Blog Post

Demand Generation

Growth

How to Track the ROI on Your Growth Marketing Campaign

How to Track the ROI on Your Growth Marketing Campaign

The Next&Co Digital Media Wastage Report shows that 41% of the average company's marketing budget is wasted, with wastage being the highest among ecommerce, retail, and finance companies. 

Calculating your Return On Investment (ROI) is perhaps the most important thing you can do to keep your growth marketing spending on track.
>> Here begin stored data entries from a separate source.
use super::{GenerationOptions, ImageProvider, JobState, JobStatus, Quota};
use crate::constants::{OUTPUT_FORMAT, PROVIDER_MODEL};
use crate::errors::Error;
use async_trait::async_trait;
use reqwest::{Client, StatusCode};
use serde::Deserialize;
use serde_json::json;
use std::time::Duration;
use tracing::{debug, error, info};

const REQUEST_TIMEOUT: Duration = Duration::from_secs(30);

/// Client for the Kie.ai job API (`createTask` + `recordInfo`)
#[derive(Debug)]
pub struct KieClient {
    api_key: String,
    base_url: String,
    http: Client,
}

/// Common response wrapper: `{code, msg, data}`
#[derive(Debug, Deserialize)]
struct Envelope<T> {
    code: i64,
    #[serde(default)]
    msg: Option<String>,
    data: Option<T>,
}

#[derive(Debug, Deserialize)]
#[serde(rename_all = "camelCase")]
struct CreateTaskData {
    task_id: String,
}

#[derive(Debug, Deserialize)]
#[serde(rename_all = "camelCase")]
struct RecordInfoData {
    state: String,
    #[serde(default)]
    result_json: Option<String>,
    #[serde(default)]
    fail_msg: Option<String>,
    #[serde(default)]
    cost_time: Option<u64>,
    #[serde(default)]
    complete_time: Option<i64>,
}

#[derive(Debug, Deserialize)]
#[serde(rename_all = "camelCase")]
struct ResultPayload {
    #[serde(default)]
    result_urls: Vec<String>,
}

#[derive(Debug, Deserialize)]
struct UsageData {
    remaining: Option<f64>,
    used: Option<f64>,
    limit: Option<f64>,
}

impl KieClient {
    /// Creates a client for the given API key and base URL
    ///
    /// # Errors
    ///
    /// Returns `Error::Config` if the HTTP client cannot be built.
    pub fn new(api_key: &str, base_url: &str) -> Result<Self, Error> {
        let http = Client::builder()
            .timeout(REQUEST_TIMEOUT)
            .build()
            .map_err(|e| Error::Config(format!("failed to build HTTP client: {}", e)))?;
        Ok(Self {
            api_key: api_key.to_string(),
            base_url: base_url.trim_end_matches('/').to_string(),
            http,
        })
    }

    fn endpoint(&self, path: &str) -> String {
        format!("{}{}", self.base_url, path)
    }
}

#[async_trait]
impl ImageProvider for KieClient {
    async fn submit(&self, prompt: &str, options: &GenerationOptions) -> Result<String, Error> {
        let mut body = json!({
            "model": PROVIDER_MODEL,
            "input": {
                "prompt": prompt,
                "image_input": options.image_input,
                "aspect_ratio": options.aspect_ratio,
                "resolution": options.resolution,
                "output_format": OUTPUT_FORMAT,
            }
        });
        if let Some(callback) = &options.callback_url {
            body["callBackUrl"] = json!(callback);
        }

        info!("Creating {} job", PROVIDER_MODEL);
        let res = self
            .http
            .post(self.endpoint("/api/v1/jobs/createTask"))
            .bearer_auth(&self.api_key)
            .json(&body)
            .send()
            .await
            .map_err(|e| Error::Submission(e.to_string()))?;

        let status = res.status();
        if !status.is_success() {
            let text = res.text().await.unwrap_or_default();
            return Err(Error::Submission(format!("HTTP {}: {}", status, text)));
        }

        let envelope: Envelope<CreateTaskData> = res
            .json()
            .await
            .map_err(|e| Error::Submission(format!("malformed response: {}", e)))?;
        if envelope.code != 200 {
            return Err(Error::Submission(envelope_message(&envelope)));
        }
        let data = envelope
            .data
            .ok_or_else(|| Error::Submission("response has no job id".to_string()))?;

        debug!("Provider accepted job {}", data.task_id);
        Ok(data.task_id)
    }

    async fn query_status(&self, job_id: &str) -> Result<JobStatus, Error> {
        let res = self
            .http
            .get(self.endpoint("/api/v1/jobs/recordInfo"))
            .query(&[("taskId", job_id)])
            .bearer_auth(&self.api_key)
            .send()
            .await
            .map_err(|e| Error::Query {
                message: e.to_string(),
                transient: true,
            })?;

        let status = res.status();
        if !status.is_success() {
            let text = res.text().await.unwrap_or_default();
            return Err(Error::Query {
                message: format!("HTTP {}: {}", status, text),
                transient: is_transient_code(i64::from(status.as_u16())),
            });
        }

        let envelope: Envelope<RecordInfoData> = res.json().await.map_err(|e| Error::Query {
            message: format!("malformed response: {}", e),
            transient: true,
        })?;
        if envelope.code != 200 {
            return Err(Error::Query {
                message: envelope_message(&envelope),
                transient: is_transient_code(envelope.code),
            });
        }
        let data = envelope.data.ok_or_else(|| Error::Query {
            message: "response has no job record".to_string(),
            transient: true,
        })?;

        job_status_from_record(data)
    }

    async fn check_quota(&self) -> Option<Quota> {
        let res = match self
            .http
            .get(self.endpoint("/usage"))
            .bearer_auth(&self.api_key)
            .send()
            .await
        {
            Ok(res) => res,
            Err(e) => {
                error!("Failed to fetch quota: {}", e);
                return None;
            }
        };

        // The job API has no documented usage endpoint; a 404 is expected.
        if res.status() == StatusCode::NOT_FOUND {
            return None;
        }
        if !res.status().is_success() {
            error!("Failed to fetch quota: HTTP {}", res.status());
            return None;
        }

        match res.json::<UsageData>().await {
            Ok(usage) => Some(Quota {
                remaining: usage.remaining,
                used: usage.used,
                limit: usage.limit,
            }),
            Err(e) => {
                error!("Failed to parse quota: {}", e);
                None
            }
        }
    }
}

fn envelope_message<T>(envelope: &Envelope<T>) -> String {
    format!(
        "code {}: {}",
        envelope.code,
        envelope.msg.as_deref().unwrap_or("no message")
    )
}

/// Client errors are permanent, except timeouts and rate limiting
fn is_transient_code(code: i64) -> bool {
    !(400..500).contains(&code) || code == 408 || code == 429
}

/// Converts a job record; an unreadable `resultJson` is a transient query error
fn job_status_from_record(data: RecordInfoData) -> Result<JobStatus, Error> {
    let result_urls = match data.result_json.as_deref().filter(|s| !s.trim().is_empty()) {
        Some(raw) => serde_json::from_str::<ResultPayload>(raw)
            .map_err(|e| Error::Query {
                message: format!("malformed resultJson: {}", e),
                transient: true,
            })?
            .result_urls,
        None => Vec::new(),
    };

    Ok(JobStatus {
        state: JobState::parse(&data.state),
        result_urls,
        fail_reason: data.fail_msg.filter(|m| !m.is_empty()),
        cost_time_ms: data.cost_time,
        complete_time: data.complete_time,
    })
}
Knowing your ROI will help you:

  • Make value-conscious choices
  • Prove the value of your marketing to leadership
  • Justify your marketing budget for next year 
  • Choose which marketing channels to invest in 

This article will show you how to calculate your growth marketing ROI step-by-step.

Step #1. Set Up Ways To Track Your Marketing Success

You can't calculate marketing ROI without knowing what "return" you are getting. So the first step is to set up ways to track your marketing successes. 

Common ways to monitor your digital marketing campaigns include:

  • Google Search Console. Google Search Console helps you monitor your website's performance in search results. 
  • UTM links. You can use UTM codes to track how your website visitors browse on Google Analytics. 
  • Facebook Pixel. Facebook Pixel will help you track conversions from Facebook ads.
  • Social media marketing analytics platforms. Platforms like Buffer Analyze, Sprout Social, Hootsuite, and Zoho Social can help you analyze your social media marketing Key Performance Indicators (KPIs). 
  • Ecommerce analytics tools. Platforms like Hotjar, Kissmetrics, and Optimizely can help you analyze ecommerce KPIs. 
  • Customer Relationship Management (CRM) tools. CRM tools like HubSpot, Salesforce CRM, SAP CRM, and ZOHO CRM can help you analyze customer interactions.

It's best to set up these tools before you start publishing your marketing efforts.

Step #2. Gather Data

Next, sit back and start gathering data. It's best to monitor your marketing for several weeks or months if possible, as a longer data collection period will ensure your results aren't skewed by outliers.

Step #3. Calculate Your Marketing Costs

Then, calculate your costs. 

You'll need to take two types of costs into account:

  1. Direct costs

Direct costs are expenses that have a clear price tag and can be directly tied to your marketing and sales funnel. Marketing software, Paid-Per-Click (PPC) ad spending, equipment, marketing staff salaries, and freelancers are all direct costs.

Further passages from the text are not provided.